* Work request
Collect the lines of the entries where "list" shows up.

* Data shown
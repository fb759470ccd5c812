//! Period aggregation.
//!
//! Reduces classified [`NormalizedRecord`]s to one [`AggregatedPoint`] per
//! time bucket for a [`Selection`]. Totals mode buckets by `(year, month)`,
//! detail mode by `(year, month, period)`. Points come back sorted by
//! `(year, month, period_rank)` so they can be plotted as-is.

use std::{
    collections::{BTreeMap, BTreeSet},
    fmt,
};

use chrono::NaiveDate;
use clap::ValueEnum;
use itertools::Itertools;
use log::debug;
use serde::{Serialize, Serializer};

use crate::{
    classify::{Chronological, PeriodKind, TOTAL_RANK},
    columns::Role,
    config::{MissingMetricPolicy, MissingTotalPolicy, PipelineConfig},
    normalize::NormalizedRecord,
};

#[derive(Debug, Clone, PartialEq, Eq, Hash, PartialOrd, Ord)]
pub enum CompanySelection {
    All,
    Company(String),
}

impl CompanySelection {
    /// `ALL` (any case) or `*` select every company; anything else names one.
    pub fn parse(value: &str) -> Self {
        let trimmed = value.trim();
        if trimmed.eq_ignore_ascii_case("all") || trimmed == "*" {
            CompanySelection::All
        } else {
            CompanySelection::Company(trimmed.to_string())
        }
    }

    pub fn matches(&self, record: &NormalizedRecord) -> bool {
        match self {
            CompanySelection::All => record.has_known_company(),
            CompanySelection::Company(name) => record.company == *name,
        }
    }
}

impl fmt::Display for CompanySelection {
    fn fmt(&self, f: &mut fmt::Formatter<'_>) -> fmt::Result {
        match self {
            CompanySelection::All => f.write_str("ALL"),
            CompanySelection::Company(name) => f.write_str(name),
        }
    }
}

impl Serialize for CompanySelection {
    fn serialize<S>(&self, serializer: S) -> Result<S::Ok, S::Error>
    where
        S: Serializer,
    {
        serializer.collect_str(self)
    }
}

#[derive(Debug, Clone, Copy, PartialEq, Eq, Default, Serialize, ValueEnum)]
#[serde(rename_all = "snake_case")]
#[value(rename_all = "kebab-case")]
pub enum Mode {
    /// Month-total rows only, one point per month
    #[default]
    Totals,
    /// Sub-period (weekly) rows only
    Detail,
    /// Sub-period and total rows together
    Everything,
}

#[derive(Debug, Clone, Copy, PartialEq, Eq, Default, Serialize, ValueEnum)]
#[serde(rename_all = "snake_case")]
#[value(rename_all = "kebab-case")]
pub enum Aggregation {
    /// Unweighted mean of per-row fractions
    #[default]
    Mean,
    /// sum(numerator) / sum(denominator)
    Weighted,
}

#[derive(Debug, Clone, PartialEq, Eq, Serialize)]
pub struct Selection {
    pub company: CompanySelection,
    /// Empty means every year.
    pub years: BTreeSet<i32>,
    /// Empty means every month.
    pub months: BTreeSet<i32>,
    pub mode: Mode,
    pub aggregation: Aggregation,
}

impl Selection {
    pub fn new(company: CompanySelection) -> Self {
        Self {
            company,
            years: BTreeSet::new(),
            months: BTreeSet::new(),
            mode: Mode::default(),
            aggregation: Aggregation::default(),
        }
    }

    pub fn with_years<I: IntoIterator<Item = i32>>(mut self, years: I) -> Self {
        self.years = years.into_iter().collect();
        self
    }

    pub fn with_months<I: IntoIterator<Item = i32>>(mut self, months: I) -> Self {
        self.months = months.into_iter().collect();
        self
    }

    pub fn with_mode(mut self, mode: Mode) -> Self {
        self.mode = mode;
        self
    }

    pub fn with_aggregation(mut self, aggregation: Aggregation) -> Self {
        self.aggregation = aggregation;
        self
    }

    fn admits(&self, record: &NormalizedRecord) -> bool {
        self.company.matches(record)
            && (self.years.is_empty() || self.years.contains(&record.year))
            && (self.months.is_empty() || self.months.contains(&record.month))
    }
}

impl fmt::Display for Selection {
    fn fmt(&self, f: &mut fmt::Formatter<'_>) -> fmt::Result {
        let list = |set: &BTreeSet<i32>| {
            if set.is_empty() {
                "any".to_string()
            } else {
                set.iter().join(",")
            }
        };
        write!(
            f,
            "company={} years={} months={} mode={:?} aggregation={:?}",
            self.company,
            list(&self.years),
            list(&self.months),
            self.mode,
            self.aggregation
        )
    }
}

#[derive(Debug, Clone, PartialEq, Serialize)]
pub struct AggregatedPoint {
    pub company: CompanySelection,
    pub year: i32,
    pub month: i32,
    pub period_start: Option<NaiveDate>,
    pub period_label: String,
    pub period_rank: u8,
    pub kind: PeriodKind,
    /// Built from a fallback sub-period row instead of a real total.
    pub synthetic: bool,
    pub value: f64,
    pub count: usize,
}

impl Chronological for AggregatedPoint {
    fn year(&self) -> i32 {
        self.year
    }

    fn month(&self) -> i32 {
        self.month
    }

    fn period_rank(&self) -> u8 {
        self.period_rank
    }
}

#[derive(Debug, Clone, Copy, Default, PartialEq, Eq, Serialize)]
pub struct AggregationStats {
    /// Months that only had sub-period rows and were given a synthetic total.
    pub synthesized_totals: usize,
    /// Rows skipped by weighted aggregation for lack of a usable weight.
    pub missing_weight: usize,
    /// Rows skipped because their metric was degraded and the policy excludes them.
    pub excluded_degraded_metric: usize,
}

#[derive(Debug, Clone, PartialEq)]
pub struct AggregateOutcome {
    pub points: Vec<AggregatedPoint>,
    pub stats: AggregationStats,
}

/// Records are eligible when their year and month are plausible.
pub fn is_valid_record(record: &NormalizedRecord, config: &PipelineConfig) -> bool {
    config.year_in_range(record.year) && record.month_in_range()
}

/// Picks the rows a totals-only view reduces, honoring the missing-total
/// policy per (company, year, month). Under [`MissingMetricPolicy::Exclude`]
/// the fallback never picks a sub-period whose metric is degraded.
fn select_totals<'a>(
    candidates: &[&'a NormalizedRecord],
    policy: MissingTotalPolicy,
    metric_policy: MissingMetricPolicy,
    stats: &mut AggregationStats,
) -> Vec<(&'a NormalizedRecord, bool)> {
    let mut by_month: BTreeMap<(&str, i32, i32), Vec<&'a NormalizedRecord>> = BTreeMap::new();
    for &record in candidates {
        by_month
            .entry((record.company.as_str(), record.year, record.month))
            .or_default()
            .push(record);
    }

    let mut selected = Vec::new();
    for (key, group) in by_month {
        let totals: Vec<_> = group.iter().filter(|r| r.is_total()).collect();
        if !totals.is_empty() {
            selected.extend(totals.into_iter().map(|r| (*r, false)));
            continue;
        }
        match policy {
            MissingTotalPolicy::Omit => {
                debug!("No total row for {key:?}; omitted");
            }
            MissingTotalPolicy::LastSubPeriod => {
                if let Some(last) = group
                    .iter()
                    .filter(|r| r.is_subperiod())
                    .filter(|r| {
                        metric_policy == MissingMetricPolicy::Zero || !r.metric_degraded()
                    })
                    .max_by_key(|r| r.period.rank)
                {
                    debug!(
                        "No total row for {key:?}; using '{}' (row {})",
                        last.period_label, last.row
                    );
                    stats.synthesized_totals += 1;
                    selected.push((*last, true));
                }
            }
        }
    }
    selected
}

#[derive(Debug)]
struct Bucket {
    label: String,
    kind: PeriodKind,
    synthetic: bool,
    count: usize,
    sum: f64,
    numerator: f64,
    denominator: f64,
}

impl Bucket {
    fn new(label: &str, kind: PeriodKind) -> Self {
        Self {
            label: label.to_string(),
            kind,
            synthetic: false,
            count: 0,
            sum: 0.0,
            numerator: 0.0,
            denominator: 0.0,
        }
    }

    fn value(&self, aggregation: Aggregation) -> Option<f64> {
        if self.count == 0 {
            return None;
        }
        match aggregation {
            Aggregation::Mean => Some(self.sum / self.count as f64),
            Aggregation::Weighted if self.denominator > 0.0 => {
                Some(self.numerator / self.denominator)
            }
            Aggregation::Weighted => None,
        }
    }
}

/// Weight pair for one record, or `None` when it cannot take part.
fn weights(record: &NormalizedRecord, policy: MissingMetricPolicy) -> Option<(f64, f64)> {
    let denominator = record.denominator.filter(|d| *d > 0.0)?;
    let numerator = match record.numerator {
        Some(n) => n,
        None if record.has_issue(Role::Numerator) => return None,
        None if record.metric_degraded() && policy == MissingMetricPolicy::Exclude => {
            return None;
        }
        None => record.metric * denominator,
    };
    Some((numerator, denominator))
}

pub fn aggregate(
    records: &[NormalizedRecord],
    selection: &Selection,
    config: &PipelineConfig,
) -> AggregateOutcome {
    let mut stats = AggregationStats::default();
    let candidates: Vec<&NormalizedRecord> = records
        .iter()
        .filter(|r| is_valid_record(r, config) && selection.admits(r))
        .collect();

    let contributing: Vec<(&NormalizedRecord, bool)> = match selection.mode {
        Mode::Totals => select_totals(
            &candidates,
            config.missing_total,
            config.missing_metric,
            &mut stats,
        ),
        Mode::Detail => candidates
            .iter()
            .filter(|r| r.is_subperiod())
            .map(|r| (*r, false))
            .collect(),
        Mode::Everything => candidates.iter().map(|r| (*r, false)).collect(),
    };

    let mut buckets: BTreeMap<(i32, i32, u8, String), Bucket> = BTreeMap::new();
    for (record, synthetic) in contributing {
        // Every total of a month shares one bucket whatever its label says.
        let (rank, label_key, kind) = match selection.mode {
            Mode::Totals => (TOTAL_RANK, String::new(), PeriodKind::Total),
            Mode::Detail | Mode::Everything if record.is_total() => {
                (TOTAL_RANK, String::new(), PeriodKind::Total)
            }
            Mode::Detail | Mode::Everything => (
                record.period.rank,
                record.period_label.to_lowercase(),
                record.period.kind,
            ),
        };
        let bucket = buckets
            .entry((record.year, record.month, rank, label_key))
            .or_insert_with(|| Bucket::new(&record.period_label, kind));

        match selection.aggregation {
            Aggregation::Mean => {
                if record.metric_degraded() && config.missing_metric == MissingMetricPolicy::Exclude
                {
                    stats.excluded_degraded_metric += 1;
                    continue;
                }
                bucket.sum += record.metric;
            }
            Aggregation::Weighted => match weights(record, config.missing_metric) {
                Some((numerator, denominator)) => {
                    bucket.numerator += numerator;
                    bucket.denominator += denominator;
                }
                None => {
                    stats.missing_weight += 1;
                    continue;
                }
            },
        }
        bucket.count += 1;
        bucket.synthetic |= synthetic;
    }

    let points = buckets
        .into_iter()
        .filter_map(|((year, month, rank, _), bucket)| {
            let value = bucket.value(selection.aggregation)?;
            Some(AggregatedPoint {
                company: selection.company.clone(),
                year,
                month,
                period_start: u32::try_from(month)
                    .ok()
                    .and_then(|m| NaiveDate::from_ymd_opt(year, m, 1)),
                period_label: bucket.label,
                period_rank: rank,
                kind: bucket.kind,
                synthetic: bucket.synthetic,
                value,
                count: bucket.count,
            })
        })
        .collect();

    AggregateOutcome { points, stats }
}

* * *

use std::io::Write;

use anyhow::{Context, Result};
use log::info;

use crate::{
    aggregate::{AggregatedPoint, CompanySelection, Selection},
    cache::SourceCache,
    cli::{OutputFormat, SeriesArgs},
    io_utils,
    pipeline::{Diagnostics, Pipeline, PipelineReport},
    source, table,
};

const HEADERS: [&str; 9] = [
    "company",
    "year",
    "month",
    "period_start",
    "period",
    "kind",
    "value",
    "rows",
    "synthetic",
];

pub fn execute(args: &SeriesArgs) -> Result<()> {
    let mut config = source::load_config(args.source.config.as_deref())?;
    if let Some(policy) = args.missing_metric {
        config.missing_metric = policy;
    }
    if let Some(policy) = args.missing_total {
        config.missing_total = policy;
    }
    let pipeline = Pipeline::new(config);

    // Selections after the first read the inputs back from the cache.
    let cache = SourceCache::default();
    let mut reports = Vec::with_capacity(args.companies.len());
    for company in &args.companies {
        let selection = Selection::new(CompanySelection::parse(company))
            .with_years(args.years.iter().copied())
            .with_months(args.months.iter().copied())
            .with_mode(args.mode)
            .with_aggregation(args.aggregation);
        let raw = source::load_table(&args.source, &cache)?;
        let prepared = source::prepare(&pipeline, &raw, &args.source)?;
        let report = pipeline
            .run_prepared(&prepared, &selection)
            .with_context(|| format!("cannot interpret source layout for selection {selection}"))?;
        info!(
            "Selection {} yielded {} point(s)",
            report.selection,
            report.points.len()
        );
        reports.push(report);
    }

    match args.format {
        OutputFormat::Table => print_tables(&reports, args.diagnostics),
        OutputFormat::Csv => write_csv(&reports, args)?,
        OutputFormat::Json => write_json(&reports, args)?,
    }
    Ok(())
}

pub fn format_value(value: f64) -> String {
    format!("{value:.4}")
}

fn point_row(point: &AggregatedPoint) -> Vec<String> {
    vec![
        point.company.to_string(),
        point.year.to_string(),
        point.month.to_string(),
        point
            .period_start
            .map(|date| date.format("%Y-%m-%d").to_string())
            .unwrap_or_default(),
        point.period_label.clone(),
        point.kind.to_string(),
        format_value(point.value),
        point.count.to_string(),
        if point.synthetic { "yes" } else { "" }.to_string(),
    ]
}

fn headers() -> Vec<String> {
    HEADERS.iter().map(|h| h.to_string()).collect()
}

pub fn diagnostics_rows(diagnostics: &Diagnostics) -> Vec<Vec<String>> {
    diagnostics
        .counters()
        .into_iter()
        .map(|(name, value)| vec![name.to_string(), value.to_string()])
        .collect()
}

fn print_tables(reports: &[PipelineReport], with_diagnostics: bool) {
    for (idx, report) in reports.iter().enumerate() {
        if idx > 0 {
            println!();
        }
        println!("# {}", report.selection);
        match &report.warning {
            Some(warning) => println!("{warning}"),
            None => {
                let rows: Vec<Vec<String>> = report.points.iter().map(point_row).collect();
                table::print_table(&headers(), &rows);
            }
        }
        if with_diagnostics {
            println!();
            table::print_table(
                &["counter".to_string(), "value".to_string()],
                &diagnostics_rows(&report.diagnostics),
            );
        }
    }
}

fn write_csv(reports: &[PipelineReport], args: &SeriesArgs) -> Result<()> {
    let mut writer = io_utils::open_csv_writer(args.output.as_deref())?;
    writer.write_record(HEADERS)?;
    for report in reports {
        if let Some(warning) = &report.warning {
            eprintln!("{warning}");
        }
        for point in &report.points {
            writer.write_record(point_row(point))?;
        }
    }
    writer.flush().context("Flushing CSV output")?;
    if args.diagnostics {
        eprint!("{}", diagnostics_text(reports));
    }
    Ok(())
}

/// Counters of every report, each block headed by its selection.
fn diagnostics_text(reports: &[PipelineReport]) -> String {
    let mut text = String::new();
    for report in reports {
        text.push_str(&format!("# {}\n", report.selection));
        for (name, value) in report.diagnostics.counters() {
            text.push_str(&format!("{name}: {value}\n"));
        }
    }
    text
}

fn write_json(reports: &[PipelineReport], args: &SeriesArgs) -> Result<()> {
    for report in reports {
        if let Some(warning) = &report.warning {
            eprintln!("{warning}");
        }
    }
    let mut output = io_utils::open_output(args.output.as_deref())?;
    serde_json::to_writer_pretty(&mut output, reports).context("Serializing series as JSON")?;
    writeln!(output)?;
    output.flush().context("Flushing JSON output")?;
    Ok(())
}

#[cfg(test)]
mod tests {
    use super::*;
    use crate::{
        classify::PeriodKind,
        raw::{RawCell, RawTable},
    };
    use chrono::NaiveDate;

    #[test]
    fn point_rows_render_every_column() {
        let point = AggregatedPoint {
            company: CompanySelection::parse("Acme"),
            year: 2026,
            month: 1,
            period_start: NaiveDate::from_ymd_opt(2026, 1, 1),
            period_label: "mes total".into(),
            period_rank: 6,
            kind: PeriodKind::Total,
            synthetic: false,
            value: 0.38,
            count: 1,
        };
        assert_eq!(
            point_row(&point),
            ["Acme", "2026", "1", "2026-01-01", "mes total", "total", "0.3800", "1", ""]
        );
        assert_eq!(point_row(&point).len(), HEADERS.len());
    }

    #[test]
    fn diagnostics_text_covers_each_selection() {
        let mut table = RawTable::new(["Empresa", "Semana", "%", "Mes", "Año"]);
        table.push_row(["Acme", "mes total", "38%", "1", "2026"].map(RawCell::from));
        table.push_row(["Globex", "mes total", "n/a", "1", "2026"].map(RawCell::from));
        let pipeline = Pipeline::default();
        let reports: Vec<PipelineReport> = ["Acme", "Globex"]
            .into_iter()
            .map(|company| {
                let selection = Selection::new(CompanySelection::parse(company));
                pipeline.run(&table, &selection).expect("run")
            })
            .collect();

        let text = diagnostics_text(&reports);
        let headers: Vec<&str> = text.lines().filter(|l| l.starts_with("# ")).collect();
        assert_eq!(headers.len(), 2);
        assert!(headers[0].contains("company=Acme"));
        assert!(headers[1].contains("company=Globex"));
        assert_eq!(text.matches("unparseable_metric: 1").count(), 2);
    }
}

* Answer to this problem
        let list = |set: &BTreeSet<i32>| {
            list(&self.years),
            list(&self.months),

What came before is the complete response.